▽

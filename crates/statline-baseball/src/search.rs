// Player name search over current and former names.

use statline_core::model::PlayerDirectory;

pub const MIN_QUERY_LEN: usize = 2;
pub const MAX_SUGGESTIONS: usize = 10;

#[derive(Debug, Clone, PartialEq, Eq)]
pub struct Suggestion {
    pub player_id: i64,
    /// Current name, even when a former name matched.
    pub name: String,
}

/// Lowercased names mapped to player ids, in player-id order.
#[derive(Debug, Clone, Default)]
pub struct PlayerIndex {
    names: Vec<(String, i64)>,
    current: Vec<(i64, String)>,
}

impl PlayerIndex {
    pub fn new(directory: &PlayerDirectory) -> Self {
        let mut ids: Vec<i64> = directory.keys().copied().collect();
        ids.sort_unstable();

        let mut index = PlayerIndex::default();
        for id in ids {
            let Some(player) = directory.get(&id) else {
                continue;
            };
            index.current.push((id, player.current_name.clone()));
            for name in std::iter::once(&player.current_name).chain(player.former_names.iter()) {
                index.insert(name.to_lowercase(), id);
            }
        }
        index
    }

    /// Later players claiming an identical name take it over.
    fn insert(&mut self, name: String, id: i64) {
        match self.names.iter_mut().find(|(n, _)| *n == name) {
            Some(entry) => entry.1 = id,
            None => self.names.push((name, id)),
        }
    }

    fn current_name(&self, id: i64) -> Option<&str> {
        self.current
            .binary_search_by_key(&id, |(pid, _)| *pid)
            .ok()
            .map(|i| self.current[i].1.as_str())
    }

    /// Exact, case-insensitive name lookup.
    pub fn lookup(&self, name: &str) -> Option<i64> {
        let wanted = name.trim().to_lowercase();
        self.names.iter().find(|(n, _)| *n == wanted).map(|(_, id)| *id)
    }

    /// Up to ten players whose current or former name contains the query.
    /// A numeric query also matches a player id exactly.
    pub fn search(&self, query: &str) -> Vec<Suggestion> {
        let query = query.trim().to_lowercase();
        if query.chars().count() < MIN_QUERY_LEN {
            return Vec::new();
        }

        let mut found: Vec<i64> = Vec::new();
        for (name, id) in &self.names {
            if name.contains(&query) && !found.contains(id) {
                found.push(*id);
            }
        }
        if let Ok(id) = query.parse::<i64>() {
            if self.current_name(id).is_some() && !found.contains(&id) {
                found.push(id);
            }
        }

        found
            .into_iter()
            .take(MAX_SUGGESTIONS)
            .filter_map(|id| {
                self.current_name(id).map(|name| Suggestion {
                    player_id: id,
                    name: name.to_string(),
                })
            })
            .collect()
    }
}

// ---------------------------------------------------------------------------
// Tests
// ---------------------------------------------------------------------------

△

Your instructions
The number alone, please: how many lines in the data contain the string "PlayerIndex"?

Answer section
3